Exposing the Illusion of Devolution By Alister Scott (Birmingham City University)

Recently our cities have been aloud with the disparate voices of devolution. This has risen like a proverbial phoenix from the aftermath of the Scottish referendum vote as the UK Government seeks to respond to criticisms of Whitehall domination of policy and decision making. Consequently, we see distinctive Scottish, English and Welsh expressions of “devo” reflecting both their different trajectories and power in the debate. In the English case the political imperative needs to redress the loss of regional autonomy which, when compared to the powerhouse of London, seems somewhat ironic given the rhetoric of Big Society and localism that have been defining characteristics of this government since 2010.

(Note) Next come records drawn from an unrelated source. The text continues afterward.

use serde::{Deserialize, Serialize};
use thiserror::Error;

/// Opaque session identifier issued by the portal after a successful login.
#[derive(Debug, Clone, PartialEq, Eq, Serialize, Deserialize)]
#[serde(transparent)]
pub struct SessionToken(String);

impl SessionToken {
    pub fn new(value: impl Into<String>) -> Self {
        Self(value.into())
    }

    pub fn as_str(&self) -> &str {
        &self.0
    }
}

impl std::fmt::Display for SessionToken {
    fn fmt(&self, f: &mut std::fmt::Formatter<'_>) -> std::fmt::Result {
        f.write_str(&self.0)
    }
}

/// Why a login attempt did not produce a session.
#[derive(Debug, Clone, PartialEq, Eq, Error)]
pub enum AuthFailure {
    /// The portal answered with its login page again.
    #[error("invalid username or password")]
    BadCredentials,

    /// The login looked successful but no session cookie was issued.
    #[error("login succeeded but no session cookie named '{cookie_key}' was issued")]
    NoSessionToken { cookie_key: String },
}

This then begs questions about what localism actually meant, means and will mean, given that now the political sound music is having to be reconstructed. Undoubtedly, there is an inherent attraction about our city regions having more power devolved from Whitehall. Raised expectations are everywhere which only makes the rhetoric all the more dangerous if such freedoms are not delivered. Yet within this constructed opportunity space there appears to be only one preset option available to secure the additional monies and power from the central government piggy bank.   This ‘managerial’ localism requires an elected mayor and is built upon a combined authorities’ model. However, despite pleas for tax raising revenues as in Scotland, the government have said no emphatically. This suggests a deficit of government trust in this local governance model delivering the kind of localism that they want.

So is this UK government pre-construction of localism fit for purpose? Many of our most pressing problems need strategic solutions where any governance model needs to work with, and across, scales and sectors to address the current disintegrated thinking and strategic planning vacuum that limits success. So the silos of housing, energy, biodiversity, employment growth, infrastructure (grey, blue and green), water management and climate change need better integration. Arguably the combined authorities model may not necessarily be the best fit for these diverse purposes as it appears that it is the money that is doing the talking, with cities scrambling to join in and have a piece of the action.

I certainly do not know or claim to have the answer on what is a complex and multilayered set of problems but it seems somewhat premature to rush hastily into this response when many people already seem dissatisfied and disengaged with our current models of local authority governance. So it is a valid to ask whether merging authorities within a further layer of political complexity through an elected mayor is a recipe for success or a political fudge?

In my mind, there should be a debate about what kind of structures are needed drawing on the lessons (positive and negative) from previous governance frameworks including regional planning. Drawing from our recent research on what successful policy and decision making looks like the primary ingredients revolve around different groups and sectors co-producing solutions rather than engineered political interventions at national and local levels that arguably are seeking to perpetuate, in some cases, discredited power bases. Behind such approaches there is strong leadership quality normally requiring them to operate outside the boundaries of the ‘box’.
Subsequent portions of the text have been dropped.